La segunda oportunidad que le dio la vida a un oficial para abrazar a su madre en fin de año
El subteniente Jairo López estaba a tres días de volver a casa. La misión de entregar víveres a los soldados que pasarían diciembre lejos de sus familias ya se había cumplido. Desde Tibú, Norte de Santander, el regreso a Cúcuta era el último tramo antes del abrazo esperado de su madre, una promesa íntima en medio de un diciembre marcado por la violencia. Pero un campo minado cambió sus planes.
Por: Javier Patiño C
El 22 de diciembre de 2024 iniciaron el desplazamiento por una zona de alto riesgo, donde otros pelotones ya habían sido atacados. La caravana avanzaba en cuatro vehículos blindados y el subteniente Jairo López iba en el segundo. El primero transitó sin contratiempos, pero el siguiente activó un campo minado con explosivos instalados por integrantes del frente nororiental del ELN para frenar el avance de las tropas.

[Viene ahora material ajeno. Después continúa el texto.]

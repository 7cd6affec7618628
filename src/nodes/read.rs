//! `FileReader` node: read a file under a size cap and decode it.

use std::ops::RangeInclusive;

use serde::Serialize;

use crate::context::ServiceContext;
use crate::encoding::ReadEncoding;
use crate::error::GatewayError;
use crate::model::FileInfo;
use crate::path;

/// Accepted values for [`ReadInput::max_size_mb`].
pub const MAX_SIZE_MB_RANGE: RangeInclusive<u32> = 1..=100;

const BYTES_PER_MB: u64 = 1024 * 1024;

/// Inputs of a file read.
#[derive(Debug, Clone)]
pub struct ReadInput {
    /// File to read.
    pub file_path: String,
    /// How to turn bytes into channel text.
    pub encoding: ReadEncoding,
    /// Size cap in megabytes.
    pub max_size_mb: u32,
}

impl Default for ReadInput {
    fn default() -> Self {
        Self { file_path: String::new(), encoding: ReadEncoding::Utf8, max_size_mb: 10 }
    }
}

/// Decoded content plus metadata of the file read.
#[derive(Debug, Clone, Serialize)]
pub struct ReadOutput {
    /// Decoded text, or the base64 form for binary reads.
    pub content: String,
    /// Metadata of the file, tagged with the encoding.
    pub file_info: FileInfo,
}

/// Reads a file.
///
/// # Errors
///
/// Fails with `InvalidInput` for an out-of-range cap, `NotFound`,
/// `NotAFile`, `TooLarge` (no content is returned) or `DecodeError`.
pub fn run(ctx: &ServiceContext, input: &ReadInput) -> Result<ReadOutput, GatewayError> {
    if !MAX_SIZE_MB_RANGE.contains(&input.max_size_mb) {
        return Err(GatewayError::InvalidInput {
            field: "max_size_mb",
            reason: format!(
                "{} is outside {}..={}",
                input.max_size_mb,
                MAX_SIZE_MB_RANGE.start(),
                MAX_SIZE_MB_RANGE.end()
            ),
        });
    }
    let file = path::resolve(&input.file_path, &ctx.config)?;

    let mut entry = ctx.fs.stat(&file).map_err(|e| GatewayError::from_read(e, &file))?;
    if !entry.is_file {
        return Err(GatewayError::NotAFile { path: file });
    }

    let limit = u64::from(input.max_size_mb) * BYTES_PER_MB;
    let too_large = |size| GatewayError::TooLarge { size, limit_mb: input.max_size_mb };
    if entry.size > limit {
        return Err(too_large(entry.size));
    }

    // One byte past the cap is enough to notice a file that grew since stat.
    let bytes = ctx
        .fs
        .read_limited(&file, limit + 1)
        .map_err(|e| GatewayError::from_read(e, &file))?;
    let read = u64::try_from(bytes.len()).unwrap_or(u64::MAX);
    if read > limit {
        return Err(too_large(ctx.fs.stat(&file).map_or(read, |m| m.size)));
    }

    let content = input.encoding.render(&bytes)?;
    entry.size = read;
    tracing::debug!(path = %file.display(), bytes = read, encoding = %input.encoding, "read file");
    Ok(ReadOutput { content, file_info: FileInfo { entry, encoding: input.encoding } })
}
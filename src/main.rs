//! Binary entrypoint for the `filegate` CLI.

use std::process::ExitCode;

fn main() -> ExitCode {
    // A .env file may carry FILEGATE_* settings.
    dotenvy::dotenv().ok();

    match filegate::run(std::env::args()) {
        Ok(()) => ExitCode::SUCCESS,
        Err(err) => {
            eprintln!("{err}");
            ExitCode::FAILURE
        }
    }
}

La onda expansiva no le quitó la vida, pero le fracturó el rostro, le destrozó la mandíbula y le provocó una hemorragia interna en el cerebro. Aún consciente, hablaba con voz trémula, y gritaba y preguntaba insistentemente por su familia y por sus soldados. Afuera, el combate continuaba con lanzamientos de ‘tatucos’ y ráfagas de fusil. El tiempo parecía detenido.

Cuando dos helicópteros de la Aviación del Ejército lograron llegar al lugar para realizar la evacuación aeromédica, la zona volvió a ser atacada. A pesar de ello, las tropas aseguraron el perímetro y permitieron la extracción inmediata del oficial herido. Llegaron a Cúcuta y López permanecía despierto, o eso creían. Él no recuerda nada de ese momento. Nadie imaginaba la gravedad de lo que ocurría dentro de su cabeza, donde la hemorragia continuaba avanzando.
En el centro médico, los especialistas tomaron la decisión de inducirle un coma. Nueve días después, el 31 de diciembre, abrió los ojos. Apenas percibía pequeños destellos de las luces de Navidad. Había pasado el 24 de diciembre inconsciente, mientras su familia rezaba por su vida.
Una nueva vida
Los recuerdos de la unidad de cuidados intensivos le llegan en fragmentos. “Estaba amarrado a la camilla porque intentaba arrancarme los tubos. Preguntaba por mis soldados. Estaba convencido de que los vehículos seguían afuera esperándome. No entendía por qué nadie me respondía”, recuerda. Por esa razón, los médicos decidieron sedarlo nuevamente. En ese momento, la guerra ya no estaba afuera sino dentro de su propio cuerpo.
Cuando su estado parecía estabilizarse, una infección obligó a los médicos a retirarle parte del hueso del cráneo para salvarle la vida. Fue otro despertar. “No me miraba al espejo. Me bañaba sin verme. Me cepillaba los dientes con la mirada fija en el lavamanos”. La imagen que tenía de sí mismo se había derrumbado. La recuperación física avanzaba, pero la psicológica apenas comenzaba.

Durante el proceso conoció a otros soldados heridos. Escuchó historias de hombres que estuvieron al borde de la muerte y lograron sobrevivir. En ellos encontró un reflejo y una razón para seguir adelante. Comprendió que sanar también significaba aceptarse de nuevo.
Hoy, con la llegada del nuevo año, junto a su madre, cumplirá la promesa de volver a ver los fuegos artificiales, esta vez con alborozo y una gratitud silenciosa. Para el subteniente López, seguir con vida es una segunda oportunidad y una misión distinta: hablar, acompañar y decirles a otros que la recuperación también se libra en la mente y frente al espejo.
Actualmente, López se encuentra en el Batallón de Sanidad en Bogotá y hace parte de los procesos de rehabilitación y acompañamiento a militares heridos, donde la institución trabaja para que la recuperación sea constante, no solo como soldado, sino como persona, como hijo y como ser humano.